L’Altecoen era presente, addirittura, in due raggruppamenti interessati alla costruzione di questi monumenti per lo smaltimento dei rifiuti, tanto da dover rinunciare alle quote conseguite, ricavando, però, un lauto guadagno dalla cessione, “senza che gli altri soci, tra i quali la Emit del gruppo Pisante, abbiano proposto alcuna azione di responsabilità”, secondo l’esponente regionale di Legambiente, Domenico Fontana.
I magistrati contabili, del resto, lo avevano già preannunciato nel 2007, descrivendo talune “infiltrazioni mafiose all’interno della Altecoen di Francesco Gulino”.

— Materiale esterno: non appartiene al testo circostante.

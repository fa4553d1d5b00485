use async_trait::async_trait;
use chrono::{DateTime, Utc};
use sqlx::PgPool;

use crate::data::post_repository::{NewPost, PostPatch, PostRepository};
use crate::domain::category::Category;
use crate::domain::error::DomainError;
use crate::domain::post::Post;
use crate::domain::user::{Role, User};

#[derive(Debug, Clone)]
pub(crate) struct PostgresPostRepository {
    pool: PgPool,
}

impl PostgresPostRepository {
    pub(crate) fn new(pool: PgPool) -> Self {
        Self { pool }
    }

    async fn fetch_post(&self, id: i64) -> Result<Option<Post>, DomainError> {
        let sql = format!("{POST_SELECT} WHERE p.id = $1");
        let row = sqlx::query_as::<_, PostRow>(&sql)
            .bind(id)
            .fetch_optional(&self.pool)
            .await
            .map_err(map_post_db_error)?;

        row.map(map_row_to_post).transpose()
    }
}

/// One flat row per post, author and category joined in.
#[derive(sqlx::FromRow)]
struct PostRow {
    id: i64,
    title: String,
    body: String,
    created_at: DateTime<Utc>,
    updated_at: DateTime<Utc>,
    author_id: i64,
    author_username: String,
    author_email: String,
    author_role: String,
    author_created_at: DateTime<Utc>,
    category_id: i64,
    category_name: String,
}

const POST_SELECT: &str = r#"
SELECT p.id, p.title, p.body, p.created_at, p.updated_at,
       u.id AS author_id, u.username AS author_username, u.email AS author_email,
       u.role AS author_role, u.created_at AS author_created_at,
       c.id AS category_id, c.name AS category_name
FROM posts p
JOIN users u ON u.id = p.author_id
JOIN categories c ON c.id = p.category_id
"#;

#[async_trait]
impl PostRepository for PostgresPostRepository {
    async fn create_post(&self, input: NewPost) -> Result<Post, DomainError> {
        let id = sqlx::query_scalar::<_, i64>(
            r#"
            INSERT INTO posts (title, body, author_id, category_id)
            VALUES ($1, $2, $3, $4)
            RETURNING id
            "#,
        )
        .bind(&input.title)
        .bind(&input.body)
        .bind(input.author_id)
        .bind(input.category_id)
        .fetch_one(&self.pool)
        .await
        .map_err(map_post_db_error)?;

        self.fetch_post(id)
            .await?
            .ok_or_else(|| DomainError::Unexpected(format!("created post {id} not readable")))
    }

    async fn get_post(&self, id: i64) -> Result<Option<Post>, DomainError> {
        self.fetch_post(id).await
    }

    async fn update_post(&self, id: i64, patch: PostPatch) -> Result<Option<Post>, DomainError> {
        // COALESCE keeps columns whose patch field is absent untouched.
        let updated = sqlx::query_scalar::<_, i64>(
            r#"
            UPDATE posts
            SET title = COALESCE($2, title),
                body = COALESCE($3, body),
                category_id = COALESCE($4, category_id),
                updated_at = NOW()
            WHERE id = $1
            RETURNING id
            "#,
        )
        .bind(id)
        .bind(patch.title)
        .bind(patch.body)
        .bind(patch.category_id)
        .fetch_optional(&self.pool)
        .await
        .map_err(map_post_db_error)?;

        match updated {
            Some(id) => self.fetch_post(id).await,
            None => Ok(None),
        }
    }

    async fn delete_post(&self, id: i64) -> Result<bool, DomainError> {
        let result = sqlx::query("DELETE FROM posts WHERE id = $1")
            .bind(id)
            .execute(&self.pool)
            .await
            .map_err(map_post_db_error)?;

        Ok(result.rows_affected() > 0)
    }

    async fn list_posts(&self) -> Result<Vec<Post>, DomainError> {
        let sql = format!("{POST_SELECT} ORDER BY p.created_at DESC, p.id DESC");
        let rows = sqlx::query_as::<_, PostRow>(&sql)
            .fetch_all(&self.pool)
            .await
            .map_err(map_post_db_error)?;

        rows.into_iter().map(map_row_to_post).collect()
    }
}

fn map_row_to_post(row: PostRow) -> Result<Post, DomainError> {
    let author = User::new(
        row.author_id,
        row.author_username,
        row.author_email,
        Role::from_db(&row.author_role),
        row.author_created_at,
    )
    .map_err(|err| DomainError::Unexpected(err.to_string()))?;

    let category = Category::new(row.category_id, row.category_name)
        .map_err(|err| DomainError::Unexpected(err.to_string()))?;

    Post::new(
        row.id,
        row.title,
        row.body,
        author,
        category,
        row.created_at,
        row.updated_at,
    )
    .map_err(|err| DomainError::Unexpected(err.to_string()))
}

fn map_post_db_error(err: sqlx::Error) -> DomainError {
    if let sqlx::Error::Database(db_err) = &err
        && db_err.code().as_deref() == Some("23503")
    {
        return match db_err.constraint() {
            Some("posts_author_id_fkey") => DomainError::NotFound("author".to_string()),
            _ => DomainError::Validation {
                field: "category_id",
                message: "must reference an existing category",
            },
        };
    }
    DomainError::Unexpected(err.to_string())
}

Che qualcosa non andava secondo i normali parametri lo avevano scoperto anche i magistrati della Procura di Latina, indagando sulle sorti di Acqualatina; nel Febbraio 2008, infatti, gli stessi inquirenti laziali dichiaravano che “in questo ed altri settori, come quello dei rifiuti, il pubblico è un semplice paravento, la copertura ad hoc per far lievitare a dismisura interessi privati, alla faccia di cittadini e tariffe, è lo stesso copione, solo per fare un esempio, proposto in scena in Sicilia con Messinambiente, anche in quel caso affari d’oro per gli stessi privati e un’inchiesta della magistratura”.
I profitti garantiti da diverse fette di questo nuovo, e grande, mercato, del resto, non consentono di mollare un attimo: le strategie, oramai, si sono consolidate poiché tracciate da aziende in continuo movimento, spesso congiunto.